New Castle Community History and Archaeology
A house research guide for New Castle County is available from the State of Delaware has much useful detail, but there are some resources specific to the Town of New Castle. These research approaches are listed below in order of ease of use and usefulness. Even if you know only the address of a property in the historic area you can find out the names of occupants or owners from the first settlement in the 1650's up to the 1840's. These names help with the other approaches such as census, probate, tax or burial records.
Look at Jeanette Eckman's typed notes. These cover history of each lot in the historic area from the Dutch settlement till about 1840. See an example for 30 The Strand. She prepared these notes around 1950 as part of the feasibility studies for the "Williamsburg on the Delaware" project-- only houses existing in 1824 would have been preserved. The notes are available at the Historical Society of Delaware (HSD) library on Market Street in Wilmington and in the NCHS archives in the Amstel House (open 9-12 Wed. or by appointment).
|Latrobe survey plan, 1805
|30 The Strand, Post
Office, George Reed I, II
|Beer's Atlas 1868||
from Del. State Library
|Water St (The Strand) from Church Alley
to Read House
To get information from the census (before 1900), or wills, probate or orphans court records you need to know the names of the owners (or occupants for the census). If you don't know the names of owners from maps you can get these via following the chain of title starting with data from your deed.
Census information varies among the
various decennial censuses. None before 1900 give the street number--
you have to know the resident's name. But you can find out who lived
in a house, occupation, literacy...
You can search the entire Heritage Quest database of all states from 1800 on if you have a public library card in one of the Delaware Counties. For 1850 and 1870 all the New Castle records have been transcribed, and are available as text or as spreadsheet/database, with analysis by family size, wealth, birthplace, race, birthplace...
Wills reveal not only property bequests, but provides information on spouses, parents and children, and sometimes even long-term employees or friends.
Probate Records can provide insight not only about possessions and their valuation but also what rooms were used for and where the possessions were located. [dungan link]
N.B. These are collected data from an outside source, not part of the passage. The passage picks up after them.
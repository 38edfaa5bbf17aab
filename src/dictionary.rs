//! Word-category dictionaries.
//!
//! A dictionary declares numbered, labelled categories and lists entries
//! (plain words, or prefixes ending in `*`) with the categories they belong
//! to. This module covers reading and writing the text format, token
//! matching, hierarchy inference and the maintenance operations applied to
//! dictionaries between releases.

pub mod category;
pub mod compare;
pub mod dedup;
#[allow(clippy::module_inception)]
pub mod dictionary;
pub mod edit;
pub mod hierarchy;
pub mod ingest;
pub mod matcher;
pub mod store;
pub mod update;

pub use category::{Category, CategoryId};
pub use compare::DictionaryComparison;
pub use dedup::{DedupExtraction, ReintegrationSummary};
pub use dictionary::Dictionary;
pub use edit::EditSummary;
pub use hierarchy::Hierarchy;
pub use matcher::MatchEngine;
pub use store::CategoryStore;
pub use update::{ChangeFile, UpdateReport};
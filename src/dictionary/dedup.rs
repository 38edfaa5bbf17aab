//! Two-step deduplication of overlapping wildcard entries.
//!
//! [`Dictionary::prepare_dedup`] pulls overlapping entries (a wildcard
//! together with whatever it overlaps) out of the dictionary and returns them
//! as a review file. After the file has been curated by hand,
//! [`Dictionary::reintegrate`] puts the surviving entries back.
//!
//! Review file lines hold an entry followed by the categories it belonged to
//! at extraction time, tab-separated. Only the first whitespace-separated
//! token of each category field is read back, so labels may be left in place:
//!
//! ```text
//! happ*	1 (Posemo)	3 (Affect)
//! happy	1 (Posemo)
//! ```

use std::collections::BTreeSet;
use std::fmt;

use log::{debug, info};
use serde::{Deserialize, Serialize};

use crate::dictionary::category::CategoryId;
use crate::dictionary::dictionary::Dictionary;
use crate::dictionary::ingest::normalize_word;
use crate::dictionary::matcher::{is_wildcard, literal_prefix};
use crate::error::{LiwcError, Result};

/// An extracted entry with its categories at extraction time.
#[derive(Clone, Debug, PartialEq, Eq, Serialize, Deserialize)]
pub struct DedupEntry {
    pub word: String,
    pub categories: Vec<(CategoryId, String)>,
}

/// Entries removed by [`Dictionary::prepare_dedup`], in sorted order.
#[derive(Clone, Debug, Default, PartialEq, Eq, Serialize, Deserialize)]
pub struct DedupExtraction {
    pub entries: Vec<DedupEntry>,
}

impl DedupExtraction {
    /// The removed words.
    pub fn words(&self) -> BTreeSet<String> {
        self.entries.iter().map(|e| e.word.clone()).collect()
    }

    /// Render the review file.
    pub fn render(&self) -> String {
        let mut out = String::new();
        for entry in &self.entries {
            out.push_str(&entry.word);
            for (id, label) in &entry.categories {
                out.push_str(&format!("\t{id} ({})", review_label(label)));
            }
            out.push('\n');
        }
        out
    }
}

/// Labels may hold tabs; the review file uses them as field separators.
fn review_label(label: &str) -> String {
    label
        .split(['\t', '\r', '\n'])
        .filter(|part| !part.is_empty())
        .collect::<Vec<_>>()
        .join(" ")
}

/// A reason a review file cannot be reintegrated.
#[derive(Clone, Debug, PartialEq, Eq, Serialize, Deserialize)]
pub enum MergeConflict {
    /// The entry is already in the live dictionary.
    AlreadyPresent { word: String },
    /// The entry appears more than once in the review file.
    DuplicateEntry { word: String },
    /// The entry names a category that is not part of the dictionary.
    InvalidCategory { word: String, category: String },
}

impl fmt::Display for MergeConflict {
    fn fmt(&self, f: &mut fmt::Formatter<'_>) -> fmt::Result {
        match self {
            MergeConflict::AlreadyPresent { word } => write!(f, "{word} already in dictionary"),
            MergeConflict::DuplicateEntry { word } => write!(f, "{word} duplicate entry"),
            MergeConflict::InvalidCategory { word, category } => {
                write!(f, "{word} invalid category {category}")
            }
        }
    }
}

/// Every conflict found in a review file.
#[derive(Clone, Debug, Default, PartialEq, Eq, Serialize, Deserialize)]
pub struct MergeConflicts(pub Vec<MergeConflict>);

impl fmt::Display for MergeConflicts {
    fn fmt(&self, f: &mut fmt::Formatter<'_>) -> fmt::Result {
        let lines: Vec<String> = self.0.iter().map(|c| c.to_string()).collect();
        write!(f, "{}", lines.join("; "))
    }
}

/// What a successful reintegration added.
#[derive(Clone, Debug, Default, PartialEq, Eq, Serialize, Deserialize)]
pub struct ReintegrationSummary {
    pub words_added: usize,
    pub memberships_added: usize,
}

/// Select the entries that overlap, scanning the sorted word set once.
///
/// A wildcard is never selected alone: it is pulled out together with the
/// later wildcard extending its prefix, its own bare literal form, or the
/// plain word sharing its prefix that motivated the selection.
fn overlapping_entries(word_set: &BTreeSet<String>) -> BTreeSet<String> {
    let mut selected = BTreeSet::new();
    let mut current: Option<(&str, &str)> = None;

    for word in word_set {
        if is_wildcard(word) {
            let prefix = literal_prefix(word);
            match current {
                Some((star, last_prefix)) if prefix.starts_with(last_prefix) => {
                    selected.insert(star.to_string());
                    selected.insert(word.clone());
                }
                _ => current = Some((word.as_str(), prefix)),
            }
            if word_set.contains(prefix) {
                selected.insert(prefix.to_string());
                selected.insert(word.clone());
            }
        } else if let Some((star, prefix)) = current {
            if word.starts_with(prefix) {
                selected.insert(star.to_string());
                selected.insert(word.clone());
            }
        }
    }

    selected
}

struct ReviewLine {
    word: String,
    categories: Vec<String>,
}

fn parse_review_file(text: &str) -> Vec<ReviewLine> {
    text.lines()
        .map(|line| line.trim_end_matches('\r'))
        .filter(|line| !line.trim().is_empty())
        .map(|line| {
            let mut fields = line.split('\t');
            let word = normalize_word(fields.next().unwrap_or_default());
            let categories = fields
                .filter_map(|field| field.split_whitespace().next())
                .map(str::to_string)
                .collect();
            ReviewLine { word, categories }
        })
        .collect()
}

impl Dictionary {
    /// Remove overlapping wildcard entries and return them for manual review.
    pub fn prepare_dedup(&mut self) -> DedupExtraction {
        let selected = overlapping_entries(self.word_set());

        let entries: Vec<DedupEntry> = selected
            .iter()
            .map(|word| {
                let categories = self
                    .store()
                    .categories_containing(word)
                    .into_iter()
                    .map(|id| {
                        let label = self.store().description(id).unwrap_or_default();
                        (id, label.to_string())
                    })
                    .collect();
                DedupEntry {
                    word: word.clone(),
                    categories,
                }
            })
            .collect();

        for word in &selected {
            self.store_mut().drop_word_all_categories(word);
        }
        self.restore_word_set();

        info!("Extracted {} overlapping entries for review", entries.len());
        DedupExtraction { entries }
    }

    /// Put curated review-file entries back into the dictionary.
    ///
    /// Nothing is changed when any conflict is found; all conflicts are
    /// reported together. On success the dictionary's own hierarchies are
    /// re-applied to it.
    pub fn reintegrate(&mut self, review_file: &str) -> Result<ReintegrationSummary> {
        let lines = parse_review_file(review_file);

        let mut conflicts = Vec::new();
        let mut seen = BTreeSet::new();
        let mut additions = Vec::new();
        for line in &lines {
            if self.word_set().contains(&line.word) {
                conflicts.push(MergeConflict::AlreadyPresent {
                    word: line.word.clone(),
                });
            }
            if !seen.insert(line.word.clone()) {
                conflicts.push(MergeConflict::DuplicateEntry {
                    word: line.word.clone(),
                });
            }
            for raw in &line.categories {
                match CategoryId::parse(raw) {
                    Ok(id) if self.store().contains_category(id) => {
                        additions.push((id, line.word.clone()));
                    }
                    _ => conflicts.push(MergeConflict::InvalidCategory {
                        word: line.word.clone(),
                        category: raw.clone(),
                    }),
                }
            }
            if line.categories.is_empty() {
                debug!("Dropping '{}', no categories left after review", line.word);
            }
        }

        if !conflicts.is_empty() {
            return Err(LiwcError::MergeConflict(MergeConflicts(conflicts)));
        }

        let memberships_added = additions.len();
        for (id, word) in additions {
            self.store_mut().add_word(id, word)?;
        }
        self.complete_from_self()?;

        let summary = ReintegrationSummary {
            words_added: seen.len(),
            memberships_added,
        };
        info!(
            "Reintegrated {} words ({} category memberships)",
            summary.words_added, summary.memberships_added
        );
        Ok(summary)
    }
}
Orphans court has information about
properties of homeowners who die leaving minor children. The records
from 1770 - 1830 have been abstracted. Those for New Castle town and
hundred are available here. You must know the name of the
deceased to find a record, but just browsing is fun. For
example, the Dutch tile house on the Strand was described as:
YEATES, JOHN (child-Ann) I-1-448 (1806) New Castle Hundred, Town of New Castle - lot on Front Street
...an old House in bad repaire a Stable and Carriage House a Well which wants to be cleaned out and a Pump placed therein the Floors in the House to be laid with good Hart-pine boards and new stairs made the South East Gable and being so bad deem it for the benefit of the Orphans that it should be taken down to the Ground and rebuilt the rooff to be made as far as the Chimney to corospond with Doctr. James McCallmont's and to be pitch to Front Street the ally to be paved with Stone to carry the Water in the Midle thereof to the Street gutter the Windows being in bad repaire we deem it advisable to have them put in good order new Joice to be put in where the decayed ones is the plaistering of the Walls being broken and decayed is to be plaistered where necessary...
annual value $120.00
Tax records available from CHAD at U. D. list the person, and his or her real property and their value. For example in 1816 this includes house and land, acreage, rental property, plate (silver only? also gold?) and slaves for life (or for e.g. 7 years), their names and value. Charles Thomas in 1816 owned a store rented to McCullough, 2 rental house and 5 slaves for life of various ages.
Newspaper accounts. The Philadelphia Gazette (the 'New York Times of the 18th century') has been indexed by Accessible Archives from 1754-1800. Search on early occupants can be interesting. For example, Slator Clay who ran a store at 30 The Strand was reported as selling an almost new sloop. J M'Cullough had for sale 2 stills at J M'Cullough near New Castle in 1813 or J & E M'Cullough in New Castle (according to an ad in The American Watchman).
Graves -- Most early inhabitants were buried in the Episcopal churchyard or in the Presbyterian cemetery near Brosius Eliason lumber yard. The graves can help establish birth/death dates which may useful as a starting point for search of newspapers without indices.
The accumulated biographical information [under construction] from the above sources gives a very sketchy idea of the previous owners and their lives. What was life like for them-- interiors/exteriors of their houses, food, social interactions, drinking, sex, possessions, education, taxes, wealth, occupation, travel.... Although snippets of information can be gained from deeds, census, wills, probate records, a better picture can be gained through [under construction!!!] economic, historic and material culture studies of colonial and post-revolutionary America.